Maybe this signal is written into my DNA, passing down the line of farmers and gardeners in my family. February is usually when they are pouring through the pages of seed magazines, putting in their orders, plotting the layouts, and timelines of this new season’s harvest. I don’t have any other reason to explain why I, a now-Brooklynite with no backyard or deck, am deep into reading Kristin Kimball’s new memoir Good Husbandry and carefully studying each page of Epic Tomatoes. Fantasizing that I could afford Essex Farm’s CSA on a teacher’s salary (I REALLY tried one year), or have a farm of my own. At least a garden. Sorry houseplants, but you’re not cutting it in February.
So here I am in my favorite Bushwick bar, my body screaming [GPN]!, noshing on arugula, beets, mushrooms, and potato hash... reminiscing about my childhood farm experiences while reading Kristin’s book.
In the beginning of Good Husbandry, Kristin writes about her relationship and the work required to put in to the farm, and reflects on how the outer farm aspects reveal our inner workings.
She writes, “All farms reveal your inner self whether you like it or not. Your daily choices shape the soil, fields, buildings, and fence lines, sketch the plants and animals in your own soul’s likeness. Your values are visible in the way a farm looks. Your ambitions, strengths, and weaknesses are there for everyone to see. The farm we made was a physical manifestation of who we were, together.”
This resonated with me on multiple planes.
We could compare this farm analogy to so many parts of our own lives, even if it isn’t on a farm. Our clothing choices, outward appearance (hair, tattoos, makeup, etc.), our homes, our backpacks...
So with this thought in mind, I took time to really look around my classroom today. What do the aesthetics and functioning pieces of my classroom say about my inner self? Am I projecting what I genuinely WANT to value?
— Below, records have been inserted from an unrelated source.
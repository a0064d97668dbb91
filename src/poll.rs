//! Bounded status polling
//!
//! Cloud resources settle asynchronously: a created volume reports
//! `creating` for a while, a deleted server keeps answering `GET` until the
//! backend catches up. [`wait_until`] is the one polling primitive everything
//! builds on: re-fetch, test a predicate, sleep, repeat, with a wall-clock
//! deadline rather than an attempt count so slow individual calls cannot
//! stretch the worst case.
//!
//! Fetch failures during intermediate attempts are swallowed and treated as
//! "not ready yet" to tolerate the eventual-consistency gap right after a
//! create or delete. Once the deadline elapses one final fetch runs and its
//! outcome is surfaced: the error if it fails, `Timeout` if the predicate
//! still does not hold.

use crate::error::{HarnessError, Result};
use std::future::Future;
use std::time::{Duration, Instant};
use tracing::debug;

/// Poll `fetch` until `predicate` holds for its result.
///
/// Worst-case wall clock is `timeout` plus one `interval` plus one trailing
/// fetch; never unbounded.
pub async fn wait_until<T, F, Fut, P>(
    mut fetch: F,
    predicate: P,
    interval: Duration,
    timeout: Duration,
    what: &str,
) -> Result<T>
where
    F: FnMut() -> Fut,
    Fut: Future<Output = Result<T>>,
    P: Fn(&T) -> bool,
{
    let start = Instant::now();
    loop {
        match fetch().await {
            Ok(state) if predicate(&state) => return Ok(state),
            Ok(_) => debug!("{}: not ready yet", what),
            Err(e) => debug!("{}: fetch failed, treating as not ready: {}", what, e),
        }

        if start.elapsed() >= timeout {
            // Final attempt after the deadline surfaces whatever it sees.
            return match fetch().await {
                Ok(state) if predicate(&state) => Ok(state),
                Ok(_) => Err(HarnessError::Timeout {
                    waited: start.elapsed(),
                    reason: format!("{}: condition not met", what),
                }),
                Err(e) => Err(e),
            };
        }

        tokio::time::sleep(interval).await;
    }
}

/// Poll until `fetch` reports the resource gone (`NotFound`).
///
/// Used after a delete call to confirm the service stopped answering for the
/// id. Any other fetch error is transient until the deadline.
pub async fn wait_for_deletion<T, F, Fut>(
    mut fetch: F,
    interval: Duration,
    timeout: Duration,
    what: &str,
) -> Result<()>
where
    F: FnMut() -> Fut,
    Fut: Future<Output = Result<T>>,
{
    let start = Instant::now();
    loop {
        match fetch().await {
            Err(e) if e.is_not_found() => return Ok(()),
            Ok(_) => debug!("{}: still present", what),
            Err(e) => debug!("{}: fetch failed, retrying: {}", what, e),
        }

        if start.elapsed() >= timeout {
            return match fetch().await {
                Err(e) if e.is_not_found() => Ok(()),
                Ok(_) => Err(HarnessError::Timeout {
                    waited: start.elapsed(),
                    reason: format!("{}: still present after delete", what),
                }),
                Err(e) => Err(e),
            };
        }

        tokio::time::sleep(interval).await;
    }
}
What is in place that shows my real impact and not just my intentions?
Here are a few things I took note of and am reflecting on what they reveal about my inner self:
• most materials are within kid reach.
• some charts are student-made, but even if there are student-made, I veered them in the direction of what content they should have. Most charts are made by me, in advance (not during) the lesson.
• there are lots of pictures of the kids hanging around
• the spaces are organized that are in kid-reach, with my own system of organization. The areas that are only for me (closets, bookshelf behind my curtain) are not organized.
• the essential oil vaporizer is always running
• there are lots of choices for seating (sofa, bean bags, stools, wiggle chairs, kick-band chairs, carpet)
What does your farm, home, classroom, wardrobe, reveal about your inner self?
Today's Pairing: Memoir
Good Husbandry by: Kristin Kimball
This memoir is Kristin's second book about her life on Essex Farm in New York. Not just a memoir about farming, but a memoir about relationships, motherhood, and life. I'm only halfway through right now, but have already tagged many parts that resonated with me on different levels that I will be journaling and writing about. I appreciate it even more because I tried my hardest to fulfill a year with their year-round full diet CSA, and found the entire experience to be transformational.